Goal of the exercise
Search the material for the word "PartialEq" and copy each line that holds it.
┌─ Data for this exercise
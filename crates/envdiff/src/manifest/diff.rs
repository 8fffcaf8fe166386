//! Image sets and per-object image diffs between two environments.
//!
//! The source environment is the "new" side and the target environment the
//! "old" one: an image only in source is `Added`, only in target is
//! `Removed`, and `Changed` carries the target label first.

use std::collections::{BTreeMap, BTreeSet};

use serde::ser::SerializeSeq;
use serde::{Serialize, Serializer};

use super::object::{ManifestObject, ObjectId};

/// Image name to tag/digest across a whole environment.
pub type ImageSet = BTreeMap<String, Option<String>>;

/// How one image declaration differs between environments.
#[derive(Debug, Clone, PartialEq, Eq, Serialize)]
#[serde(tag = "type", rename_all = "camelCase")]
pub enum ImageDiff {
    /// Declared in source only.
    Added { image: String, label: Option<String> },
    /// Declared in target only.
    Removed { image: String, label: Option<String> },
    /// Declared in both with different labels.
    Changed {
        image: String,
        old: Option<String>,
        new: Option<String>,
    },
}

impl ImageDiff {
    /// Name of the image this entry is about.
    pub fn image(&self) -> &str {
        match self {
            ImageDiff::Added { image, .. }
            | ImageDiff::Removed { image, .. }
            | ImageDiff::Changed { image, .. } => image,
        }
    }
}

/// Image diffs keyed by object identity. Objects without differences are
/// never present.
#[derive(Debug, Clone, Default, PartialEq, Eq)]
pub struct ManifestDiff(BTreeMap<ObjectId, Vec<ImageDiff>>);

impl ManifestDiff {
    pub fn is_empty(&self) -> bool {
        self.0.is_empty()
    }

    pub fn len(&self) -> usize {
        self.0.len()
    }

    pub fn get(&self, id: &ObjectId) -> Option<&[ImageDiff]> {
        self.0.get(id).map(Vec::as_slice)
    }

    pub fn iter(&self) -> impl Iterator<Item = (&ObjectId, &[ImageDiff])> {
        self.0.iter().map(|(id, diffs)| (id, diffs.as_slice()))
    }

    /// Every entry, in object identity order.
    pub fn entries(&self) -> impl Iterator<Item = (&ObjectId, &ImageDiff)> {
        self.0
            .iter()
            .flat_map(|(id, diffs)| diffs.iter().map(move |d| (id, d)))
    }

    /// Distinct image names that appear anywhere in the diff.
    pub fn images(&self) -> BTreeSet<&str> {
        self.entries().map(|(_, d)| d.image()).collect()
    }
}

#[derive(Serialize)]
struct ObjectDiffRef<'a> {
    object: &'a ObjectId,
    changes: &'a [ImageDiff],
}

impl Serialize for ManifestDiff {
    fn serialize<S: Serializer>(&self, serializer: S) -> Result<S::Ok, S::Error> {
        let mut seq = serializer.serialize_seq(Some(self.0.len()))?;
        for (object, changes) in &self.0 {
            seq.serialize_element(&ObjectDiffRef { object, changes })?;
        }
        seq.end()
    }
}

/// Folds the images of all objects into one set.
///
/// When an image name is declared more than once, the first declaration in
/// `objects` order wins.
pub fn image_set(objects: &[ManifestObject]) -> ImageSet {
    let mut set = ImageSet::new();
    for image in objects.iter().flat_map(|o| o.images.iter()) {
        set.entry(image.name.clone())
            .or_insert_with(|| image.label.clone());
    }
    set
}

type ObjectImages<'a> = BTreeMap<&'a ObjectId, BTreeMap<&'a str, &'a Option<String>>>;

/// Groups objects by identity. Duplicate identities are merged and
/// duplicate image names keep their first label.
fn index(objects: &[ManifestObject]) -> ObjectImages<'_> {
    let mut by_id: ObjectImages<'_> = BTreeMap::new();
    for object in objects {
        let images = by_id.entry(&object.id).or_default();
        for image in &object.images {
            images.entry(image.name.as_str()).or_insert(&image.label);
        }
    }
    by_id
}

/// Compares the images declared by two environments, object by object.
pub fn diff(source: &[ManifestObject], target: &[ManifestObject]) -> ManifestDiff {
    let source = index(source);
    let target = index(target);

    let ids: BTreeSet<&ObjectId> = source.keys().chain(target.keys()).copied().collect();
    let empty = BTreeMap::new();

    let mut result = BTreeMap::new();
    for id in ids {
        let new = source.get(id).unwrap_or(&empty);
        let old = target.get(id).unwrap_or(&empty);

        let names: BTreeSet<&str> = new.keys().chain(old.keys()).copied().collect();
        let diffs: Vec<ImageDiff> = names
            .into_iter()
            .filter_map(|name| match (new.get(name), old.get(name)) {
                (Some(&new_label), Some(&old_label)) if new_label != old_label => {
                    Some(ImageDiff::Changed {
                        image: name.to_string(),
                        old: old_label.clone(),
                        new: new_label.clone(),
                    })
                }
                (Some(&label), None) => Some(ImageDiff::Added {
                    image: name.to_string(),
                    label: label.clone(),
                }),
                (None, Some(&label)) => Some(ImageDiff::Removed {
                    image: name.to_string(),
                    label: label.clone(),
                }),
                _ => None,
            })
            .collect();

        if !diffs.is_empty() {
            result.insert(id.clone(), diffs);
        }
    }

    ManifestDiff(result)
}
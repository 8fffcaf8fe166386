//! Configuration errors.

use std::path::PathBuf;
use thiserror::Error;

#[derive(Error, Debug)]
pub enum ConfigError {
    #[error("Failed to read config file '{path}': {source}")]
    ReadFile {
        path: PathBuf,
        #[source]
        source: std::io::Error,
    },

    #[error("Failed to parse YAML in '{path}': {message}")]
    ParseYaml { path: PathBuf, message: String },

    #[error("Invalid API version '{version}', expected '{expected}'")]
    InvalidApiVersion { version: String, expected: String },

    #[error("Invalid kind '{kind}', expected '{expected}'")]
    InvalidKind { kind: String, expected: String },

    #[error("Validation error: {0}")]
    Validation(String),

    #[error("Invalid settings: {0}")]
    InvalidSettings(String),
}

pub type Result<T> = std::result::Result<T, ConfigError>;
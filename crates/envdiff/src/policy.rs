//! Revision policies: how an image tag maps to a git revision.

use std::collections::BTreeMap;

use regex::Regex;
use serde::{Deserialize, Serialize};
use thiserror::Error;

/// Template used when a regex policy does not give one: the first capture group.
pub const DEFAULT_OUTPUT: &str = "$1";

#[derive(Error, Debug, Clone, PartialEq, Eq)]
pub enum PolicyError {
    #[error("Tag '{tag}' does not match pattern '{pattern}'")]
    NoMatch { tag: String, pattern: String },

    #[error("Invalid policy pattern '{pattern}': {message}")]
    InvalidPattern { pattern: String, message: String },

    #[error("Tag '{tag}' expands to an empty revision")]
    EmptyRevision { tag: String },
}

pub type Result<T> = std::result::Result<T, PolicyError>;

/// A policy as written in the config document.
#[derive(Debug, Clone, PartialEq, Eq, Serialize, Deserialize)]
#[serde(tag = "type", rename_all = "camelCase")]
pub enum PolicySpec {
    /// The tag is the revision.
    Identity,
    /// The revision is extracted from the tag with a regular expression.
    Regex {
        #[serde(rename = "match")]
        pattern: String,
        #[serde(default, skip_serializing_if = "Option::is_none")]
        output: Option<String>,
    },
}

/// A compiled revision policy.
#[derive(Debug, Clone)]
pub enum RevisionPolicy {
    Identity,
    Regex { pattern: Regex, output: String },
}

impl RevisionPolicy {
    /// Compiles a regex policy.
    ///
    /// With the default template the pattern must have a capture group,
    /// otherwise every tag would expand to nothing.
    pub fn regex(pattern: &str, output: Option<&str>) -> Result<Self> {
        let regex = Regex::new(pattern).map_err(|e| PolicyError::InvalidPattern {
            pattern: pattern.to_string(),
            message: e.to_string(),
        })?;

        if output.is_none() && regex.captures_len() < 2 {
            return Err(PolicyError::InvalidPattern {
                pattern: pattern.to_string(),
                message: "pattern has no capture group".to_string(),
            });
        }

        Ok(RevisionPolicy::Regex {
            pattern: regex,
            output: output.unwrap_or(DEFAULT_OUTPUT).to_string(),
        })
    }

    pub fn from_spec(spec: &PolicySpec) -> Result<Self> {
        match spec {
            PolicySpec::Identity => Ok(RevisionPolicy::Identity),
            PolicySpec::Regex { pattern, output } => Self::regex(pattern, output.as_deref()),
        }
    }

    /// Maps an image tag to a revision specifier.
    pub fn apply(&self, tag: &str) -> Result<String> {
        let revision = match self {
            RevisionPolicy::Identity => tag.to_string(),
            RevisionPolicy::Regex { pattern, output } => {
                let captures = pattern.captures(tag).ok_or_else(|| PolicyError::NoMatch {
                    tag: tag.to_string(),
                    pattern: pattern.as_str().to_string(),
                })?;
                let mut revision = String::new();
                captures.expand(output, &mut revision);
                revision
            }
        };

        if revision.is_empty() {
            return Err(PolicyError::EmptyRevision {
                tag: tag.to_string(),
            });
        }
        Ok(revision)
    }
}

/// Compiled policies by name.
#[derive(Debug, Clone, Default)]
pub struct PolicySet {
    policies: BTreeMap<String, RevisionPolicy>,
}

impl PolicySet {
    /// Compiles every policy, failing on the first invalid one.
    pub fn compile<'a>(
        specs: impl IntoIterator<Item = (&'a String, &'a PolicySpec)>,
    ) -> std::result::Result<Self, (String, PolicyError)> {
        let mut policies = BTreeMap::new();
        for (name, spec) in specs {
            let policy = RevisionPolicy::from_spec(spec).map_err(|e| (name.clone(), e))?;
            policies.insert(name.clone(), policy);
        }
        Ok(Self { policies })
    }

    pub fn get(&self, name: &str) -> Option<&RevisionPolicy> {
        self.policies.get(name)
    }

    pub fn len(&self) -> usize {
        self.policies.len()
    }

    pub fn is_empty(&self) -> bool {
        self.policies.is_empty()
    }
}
└─
Answer box
#[derive(Debug, Clone, PartialEq, Eq, Serialize)]
#[derive(Debug, Clone, Default, PartialEq, Eq)]
#[derive(Error, Debug, Clone, PartialEq, Eq)]
#[derive(Debug, Clone, PartialEq, Eq, Serialize, Deserialize)]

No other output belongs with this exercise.